The researchers gained a rare opportunity to study the development of the disease in a baby, aged five months, when it emerged the parents had preserved blood from the umbilical cord.
They report finding a chromosomal alteration during foetal development: a translocation between chromosomes 7 and 12 present in the umbilical cord blood stem cells. Another alteration, a trisomy of chromosome 19, was found in tumour cells but not in the umbilical cord blood, and so is likely to have happened after birth.

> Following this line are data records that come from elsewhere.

use super::*;

#[test]
fn ease_endpoints_are_stable() {
    for ease in [
        Ease::Linear,
        Ease::InQuad,
        Ease::OutQuad,
        Ease::InOutQuad,
        Ease::InCubic,
        Ease::OutCubic,
        Ease::InOutCubic,
        Ease::InOutSine,
    ] {
        assert!(ease.apply(0.0).abs() < 1e-12);
        assert!((ease.apply(1.0) - 1.0).abs() < 1e-12);
        let (a, b, c) = (ease.apply(0.25), ease.apply(0.5), ease.apply(0.75));
        assert!(a < b && b < c, "{ease:?}");
    }
}

#[test]
fn alternate_motion_ping_pongs() {
    let m = Motion::pulse(0.0, 1.0, 2.0).ease(Ease::Linear);
    assert_eq!(m.progress(0.0), Some(0.0));
    assert_eq!(m.progress(1.0), Some(0.5));
    assert_eq!(m.progress(3.0), Some(0.5));
    // second cycle runs backwards: 2.5s is 1/4 into it
    assert_eq!(m.progress(2.5), Some(0.75));
}

#[test]
fn normal_motion_restarts_each_cycle() {
    let m = Motion::spin(Point::ZERO, 4.0);
    assert_eq!(m.progress(1.0), Some(0.25));
    assert_eq!(m.progress(5.0), Some(0.25));
}

#[test]
fn negative_delay_starts_mid_cycle() {
    let m = Motion::scroll(Vec2::new(10.0, 0.0), 4.0).delay(-1.0);
    assert_eq!(m.progress(0.0), Some(0.25));
}

#[test]
fn positive_delay_holds_start_state() {
    let m = Motion::pulse(0.2, 1.0, 2.0).delay(3.0);
    assert_eq!(m.progress(1.0), None);
    assert_eq!(m.sample(1.0), MotionSample::Opacity(0.2));
    assert_eq!(m.progress(3.0), Some(0.0));
}

#[test]
fn scale_pivots_around_origin() {
    let m = Motion::breathe(1.0, 2.0, Point::new(10.0, 10.0), 1.0).ease(Ease::Linear);
    let MotionSample::Transform(a) = m.sample(1.0) else {
        panic!("scale samples a transform");
    };
    // the pivot stays put
    let p = a * Point::new(10.0, 10.0);
    assert!((p.x - 10.0).abs() < 1e-9 && (p.y - 10.0).abs() < 1e-9);
    let q = a * Point::new(11.0, 10.0);
    assert!((q.x - 12.0).abs() < 1e-9);
}
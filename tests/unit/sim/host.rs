use super::*;

#[test]
fn rejects_unusable_environment() {
    let size = Size::new(100.0, 100.0);
    assert!(matches!(
        ManualHost::new(size, f64::NAN),
        Err(BackdropError::Environment(_))
    ));
    assert!(ManualHost::new(size, 0.0).is_err());
    assert!(ManualHost::new(Size::new(0.0, 10.0), 1.0).is_err());
    assert!(ManualHost::new(Size::new(f64::INFINITY, 10.0), 1.0).is_err());
    assert!(ManualHost::new(size, 1.0).is_ok());
}

#[test]
fn frames_fire_once() {
    let host = ManualHost::new(Size::new(10.0, 10.0), 1.0).unwrap();
    let a = host.request_frame();
    let b = host.request_frame();
    assert_eq!(host.pending_frames(), 2);
    assert!(host.take_frame(a));
    assert!(!host.take_frame(a));
    host.cancel_frame(b);
    assert!(!host.take_frame(b));
    assert_eq!(host.pending_frames(), 0);
    assert_eq!(host.frames_fired(), 1);
}

#[test]
fn resize_notifies_active_observers_only() {
    let host = ManualHost::new(Size::new(10.0, 10.0), 1.0).unwrap();
    let a = host.observe_resize();
    let b = host.observe_resize();
    host.disconnect(b);
    assert_eq!(host.active_observers(), 1);

    host.set_viewport(Size::new(20.0, 10.0)).unwrap();
    assert_eq!(host.take_resize(a), Some(Size::new(20.0, 10.0)));
    assert_eq!(host.take_resize(a), None);
    assert_eq!(host.take_resize(b), None);

    // Same size is not a change.
    host.set_viewport(Size::new(20.0, 10.0)).unwrap();
    assert_eq!(host.take_resize(a), None);
    assert!(host.set_viewport(Size::new(-1.0, 10.0)).is_err());
}
use super::*;

#[test]
fn defaults_match_documented_values() {
    let s = BackgroundSettings::default();
    assert_eq!(s.intensity, 65.0);
    assert_eq!(s.speed, 50.0);
    assert_eq!(s.density, 55.0);
    assert_eq!(s.blur, 0.0);
}

#[test]
fn missing_and_null_fields_fall_back_individually() {
    let s: BackgroundSettings =
        serde_json::from_str(r#"{"intensity": 10, "speed": null}"#).unwrap();
    let s = s.sanitized();
    assert_eq!(s.intensity, 10.0);
    assert_eq!(s.speed, 50.0);
    assert_eq!(s.density, 55.0);
    assert_eq!(s.blur, 0.0);
}

#[test]
fn sanitized_clamps_out_of_range() {
    let s = BackgroundSettings {
        intensity: 140.0,
        speed: -5.0,
        density: f64::NAN,
        blur: 45.0,
    }
    .sanitized();
    assert_eq!(s.intensity, 100.0);
    assert_eq!(s.speed, 0.0);
    assert_eq!(s.density, 55.0);
    assert_eq!(s.blur, BLUR_MAX);
}

#[test]
fn duration_range_is_inverse_linear() {
    let r = DurationRange::new(20.0, 5.0);
    assert_eq!(r.at(0.0), 20.0);
    assert_eq!(r.at(1.0), 5.0);
    assert_eq!(r.at(0.5), 12.5);
    assert_eq!(r.at(2.0), 5.0);
    assert!(r.contains(5.0) && r.contains(20.0) && !r.contains(21.0));
}

#[test]
fn counts_round_and_floor() {
    let s = BackgroundSettings {
        density: 55.0,
        ..BackgroundSettings::DEFAULT
    };
    // 0.55 * 40 = 22
    assert_eq!(s.count_round(20, 40), 42);
    // 0.55 * 3 = 1.65
    assert_eq!(s.count_round(3, 3), 5);
    assert_eq!(s.count_floor(3, 3), 4);
}

#[test]
fn only_speed_and_density_feed_generators() {
    let a = BackgroundSettings::DEFAULT;
    let b = BackgroundSettings {
        intensity: 10.0,
        blur: 8.0,
        ..a
    };
    assert!(!a.generator_inputs_differ(&b));
    let c = BackgroundSettings { density: 90.0, ..a };
    assert!(a.generator_inputs_differ(&c));
}
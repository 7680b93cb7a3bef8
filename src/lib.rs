#![forbid(unsafe_code)]
//! Decorative backgrounds: a preset registry of procedural patterns, looping layered motion
//! and a connected-particle canvas simulation, mounted inside an opacity, blur and
//! color-scoped wrapper.

pub mod config;
pub mod foundation;
pub mod generators;
pub mod raster;
pub mod registry;
pub mod render;
pub mod scene;
pub mod settings;
pub mod sim;
pub mod theme;

pub use config::BackgroundConfig;
pub use foundation::core::{Affine, BezPath, Point, Rect, Rgba8Premul, Size, Vec2};
pub use foundation::error::{BackdropError, BackdropResult};
pub use generators::{Generator, LayoutCache, ParticleFieldSpec, RenderCtx, VisualOutput};
pub use raster::{FrameRGBA, rasterize};
pub use registry::{PresetId, PresetKind, PresetMeta, presets, resolve, resolve_thumbnail};
pub use render::{
    BackgroundRenderer, Mounted, MountedContent, Thumbnail, WrapperStyle, render_thumbnail,
};
pub use scene::{Scene, to_svg};
pub use settings::{BackgroundSettings, DurationRange};
pub use sim::{FrameHost, ManualHost, ParticleDrift};
pub use theme::{Color, ColorOverrides, ThemePalette};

They have reported their findings in the journal Leukaemia. The researchers also identified a new molecular mechanism activating the gene MNX1, the presumptive ‘driver gene’ of the child’s cancer.
Co-leader of the study Talía Velasco, of the Josep Carreras Institute and the University of Barcelona, said: “These data are highly relevant for understanding the development of a devastating disease, and the existence of this umbilical cord sample was crucial to be able for conducting a study that had been impossible until now in acute myeloid leukaemia.”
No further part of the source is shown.